Data for analysis

use std::sync::Arc;

use chrono::{DateTime, Utc};
use tokio::sync::mpsc;
use tokio::time::Instant;
use tracing::{debug, error, info, trace, warn};

use crate::config::ActivityConfig;
use crate::error::ActivityError;
use crate::host::HostEvent;
use crate::metadata::{MetadataClient, MetadataError, MetadataOptions, VideoMetadataResponse};
use crate::monitor::{ActivityEvent, EventBus, FetchRequest, MonitorOutput, Subscription, SubscriptionId};
use crate::pipeline::Pipeline;
use crate::webhook::Notification;

struct FetchOutcome {
    session_key: u64,
    result: Result<VideoMetadataResponse, MetadataError>,
    fetched_at: DateTime<Utc>,
}

/// Async driver for one page's [`Pipeline`].
///
/// Owns the pipeline on a single task: host events, timer expiries and
/// metadata results are handled one at a time. Metadata requests run on
/// spawned tasks and report back over a channel.
pub struct ActivityService {
    service_id: String,
    config: ActivityConfig,
    metadata: Arc<dyn MetadataClient>,
    options: MetadataOptions,
    bus: EventBus<ActivityEvent>,
    notification_tx: Option<mpsc::UnboundedSender<Notification>>,
}

impl ActivityService {
    pub fn new(service_id: impl Into<String>, config: ActivityConfig, metadata: Arc<dyn MetadataClient>) -> Self {
        Self {
            service_id: service_id.into(),
            config,
            metadata,
            options: MetadataOptions::default(),
            bus: EventBus::new(),
            notification_tx: None,
        }
    }

    /// Forward every published event (and fatal failures) to a webhook dispatcher.
    pub fn with_notifications(mut self, tx: mpsc::UnboundedSender<Notification>) -> Self {
        self.notification_tx = Some(tx);
        self
    }

    pub fn with_metadata_options(mut self, options: MetadataOptions) -> Self {
        self.options = options;
        self
    }

    pub fn service_id(&self) -> &str {
        &self.service_id
    }

    pub fn subscribe(&mut self) -> Subscription<ActivityEvent> {
        self.bus.subscribe()
    }

    pub fn unsubscribe(&mut self, id: SubscriptionId) -> bool {
        self.bus.unsubscribe(id)
    }

    /// Process host events until the channel closes.
    ///
    /// Returns an error only when the mount point never appears; everything
    /// else is logged and skipped.
    pub async fn run(mut self, mut host_rx: mpsc::Receiver<HostEvent>) -> Result<(), ActivityError> {
        let mut pipeline = Pipeline::new(&self.config)?;
        let (fetch_tx, mut fetch_rx) = mpsc::unbounded_channel::<FetchOutcome>();

        info!(service_id = %self.service_id, "Activity service started");
        let started = pipeline.start(Instant::now());
        self.handle(started, &fetch_tx)?;

        loop {
            let deadline = pipeline.next_deadline();
            tokio::select! {
                event = host_rx.recv() => match event {
                    Some(event) => {
                        let output = pipeline.apply(event, Instant::now());
                        self.handle(output, &fetch_tx)?;
                    }
                    None => {
                        debug!(service_id = %self.service_id, "Host channel closed");
                        let output = pipeline.shutdown();
                        self.publish(output, &fetch_tx);
                        info!(service_id = %self.service_id, "Activity service stopped");
                        return Ok(());
                    }
                },
                Some(outcome) = fetch_rx.recv() => {
                    pipeline.metadata_fetched(outcome.session_key, outcome.result, outcome.fetched_at);
                }
                _ = tokio::time::sleep_until(deadline.unwrap_or_else(Instant::now)), if deadline.is_some() => {
                    let output = pipeline.poll(Instant::now());
                    self.handle(output, &fetch_tx)?;
                }
            }
        }
    }

    fn handle(
        &mut self,
        output: Result<MonitorOutput, ActivityError>,
        fetch_tx: &mpsc::UnboundedSender<FetchOutcome>,
    ) -> Result<(), ActivityError> {
        match output {
            Ok(output) => {
                self.publish(output, fetch_tx);
                Ok(())
            }
            Err(e) if e.is_fatal() => {
                error!(service_id = %self.service_id, error = %e, "Activity service failed");
                self.notify(Notification::Failure {
                    service_id: self.service_id.clone(),
                    message: e.to_string(),
                    at: Utc::now(),
                });
                Err(e)
            }
            Err(e) => {
                warn!(service_id = %self.service_id, error = %e, "Skipping host event");
                Ok(())
            }
        }
    }

    fn publish(&mut self, output: MonitorOutput, fetch_tx: &mpsc::UnboundedSender<FetchOutcome>) {
        for request in output.fetches {
            self.spawn_fetch(request, fetch_tx.clone());
        }
        for event in output.events {
            let delivered = self.bus.publish(&event);
            trace!(kind = %event.kind, session_key = event.session_key, delivered, "Published activity event");
            self.notify(Notification::Activity {
                service_id: self.service_id.clone(),
                event,
            });
        }
    }

    fn notify(&self, notification: Notification) {
        if let Some(tx) = &self.notification_tx {
            if tx.send(notification).is_err() {
                trace!("Notification channel closed");
            }
        }
    }

    fn spawn_fetch(&self, request: FetchRequest, tx: mpsc::UnboundedSender<FetchOutcome>) {
        let client = Arc::clone(&self.metadata);
        let options = self.options.clone();
        debug!(session_key = request.session_key, external_id = request.external_id, "Fetching metadata");
        tokio::spawn(async move {
            let result = client.get(request.external_id, &options).await;
            let outcome = FetchOutcome {
                session_key: request.session_key,
                result,
                fetched_at: Utc::now(),
            };
            if tx.send(outcome).is_err() {
                trace!(session_key = request.session_key, "Service gone, dropping metadata");
            }
        });
    }
}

Problem to solve
Output the data exactly, so that every line matches the original.

Final answer
use std::sync::Arc;

use chrono::{DateTime, Utc};
use tokio::sync::mpsc;
use tokio::time::Instant;
use tracing::{debug, error, info, trace, warn};

use crate::config::ActivityConfig;
use crate::error::ActivityError;
use crate::host::HostEvent;
use crate::metadata::{MetadataClient, MetadataError, MetadataOptions, VideoMetadataResponse};
use crate::monitor::{ActivityEvent, EventBus, FetchRequest, MonitorOutput, Subscription, SubscriptionId};
use crate::pipeline::Pipeline;
use crate::webhook::Notification;

struct FetchOutcome {
    session_key: u64,
    result: Result<VideoMetadataResponse, MetadataError>,
    fetched_at: DateTime<Utc>,
}

/// Async driver for one page's [`Pipeline`].
///
/// Owns the pipeline on a single task: host events, timer expiries and
/// metadata results are handled one at a time. Metadata requests run on
/// spawned tasks and report back over a channel.
pub struct ActivityService {
    service_id: String,
    config: ActivityConfig,
    metadata: Arc<dyn MetadataClient>,
    options: MetadataOptions,
    bus: EventBus<ActivityEvent>,
    notification_tx: Option<mpsc::UnboundedSender<Notification>>,
}

impl ActivityService {
    pub fn new(service_id: impl Into<String>, config: ActivityConfig, metadata: Arc<dyn MetadataClient>) -> Self {
        Self {
            service_id: service_id.into(),
            config,
            metadata,
            options: MetadataOptions::default(),
            bus: EventBus::new(),
            notification_tx: None,
        }
    }

    /// Forward every published event (and fatal failures) to a webhook dispatcher.
    pub fn with_notifications(mut self, tx: mpsc::UnboundedSender<Notification>) -> Self {
        self.notification_tx = Some(tx);
        self
    }

    pub fn with_metadata_options(mut self, options: MetadataOptions) -> Self {
        self.options = options;
        self
    }

    pub fn service_id(&self) -> &str {
        &self.service_id
    }

    pub fn subscribe(&mut self) -> Subscription<ActivityEvent> {
        self.bus.subscribe()
    }

    pub fn unsubscribe(&mut self, id: SubscriptionId) -> bool {
        self.bus.unsubscribe(id)
    }

    /// Process host events until the channel closes.
    ///
    /// Returns an error only when the mount point never appears; everything
    /// else is logged and skipped.
    pub async fn run(mut self, mut host_rx: mpsc::Receiver<HostEvent>) -> Result<(), ActivityError> {
        let mut pipeline = Pipeline::new(&self.config)?;
        let (fetch_tx, mut fetch_rx) = mpsc::unbounded_channel::<FetchOutcome>();

        info!(service_id = %self.service_id, "Activity service started");
        let started = pipeline.start(Instant::now());
        self.handle(started, &fetch_tx)?;

        loop {
            let deadline = pipeline.next_deadline();
            tokio::select! {
                event = host_rx.recv() => match event {
                    Some(event) => {
                        let output = pipeline.apply(event, Instant::now());
                        self.handle(output, &fetch_tx)?;
                    }
                    None => {
                        debug!(service_id = %self.service_id, "Host channel closed");
                        let output = pipeline.shutdown();
                        self.publish(output, &fetch_tx);
                        info!(service_id = %self.service_id, "Activity service stopped");
                        return Ok(());
                    }
                },
                Some(outcome) = fetch_rx.recv() => {
                    pipeline.metadata_fetched(outcome.session_key, outcome.result, outcome.fetched_at);
                }
                _ = tokio::time::sleep_until(deadline.unwrap_or_else(Instant::now)), if deadline.is_some() => {
                    let output = pipeline.poll(Instant::now());
                    self.handle(output, &fetch_tx)?;
                }
            }
        }
    }

    fn handle(
        &mut self,
        output: Result<MonitorOutput, ActivityError>,
        fetch_tx: &mpsc::UnboundedSender<FetchOutcome>,
    ) -> Result<(), ActivityError> {
        match output {
            Ok(output) => {
                self.publish(output, fetch_tx);
                Ok(())
            }
            Err(e) if e.is_fatal() => {
                error!(service_id = %self.service_id, error = %e, "Activity service failed");
                self.notify(Notification::Failure {
                    service_id: self.service_id.clone(),
                    message: e.to_string(),
                    at: Utc::now(),
                });
                Err(e)
            }
            Err(e) => {
                warn!(service_id = %self.service_id, error = %e, "Skipping host event");
                Ok(())
            }
        }
    }

    fn publish(&mut self, output: MonitorOutput, fetch_tx: &mpsc::UnboundedSender<FetchOutcome>) {
        for request in output.fetches {
            self.spawn_fetch(request, fetch_tx.clone());
        }
        for event in output.events {
            let delivered = self.bus.publish(&event);
            trace!(kind = %event.kind, session_key = event.session_key, delivered, "Published activity event");
            self.notify(Notification::Activity {
                service_id: self.service_id.clone(),
                event,
            });
        }
    }

    fn notify(&self, notification: Notification) {
        if let Some(tx) = &self.notification_tx {
            if tx.send(notification).is_err() {
                trace!("Notification channel closed");
            }
        }
    }

    fn spawn_fetch(&self, request: FetchRequest, tx: mpsc::UnboundedSender<FetchOutcome>) {
        let client = Arc::clone(&self.metadata);
        let options = self.options.clone();
        debug!(session_key = request.session_key, external_id = request.external_id, "Fetching metadata");
        tokio::spawn(async move {
            let result = client.get(request.external_id, &options).await;
            let outcome = FetchOutcome {
                session_key: request.session_key,
                result,
                fetched_at: Utc::now(),
            };
            if tx.send(outcome).is_err() {
                trace!(session_key = request.session_key, "Service gone, dropping metadata");
            }
        });
    }
}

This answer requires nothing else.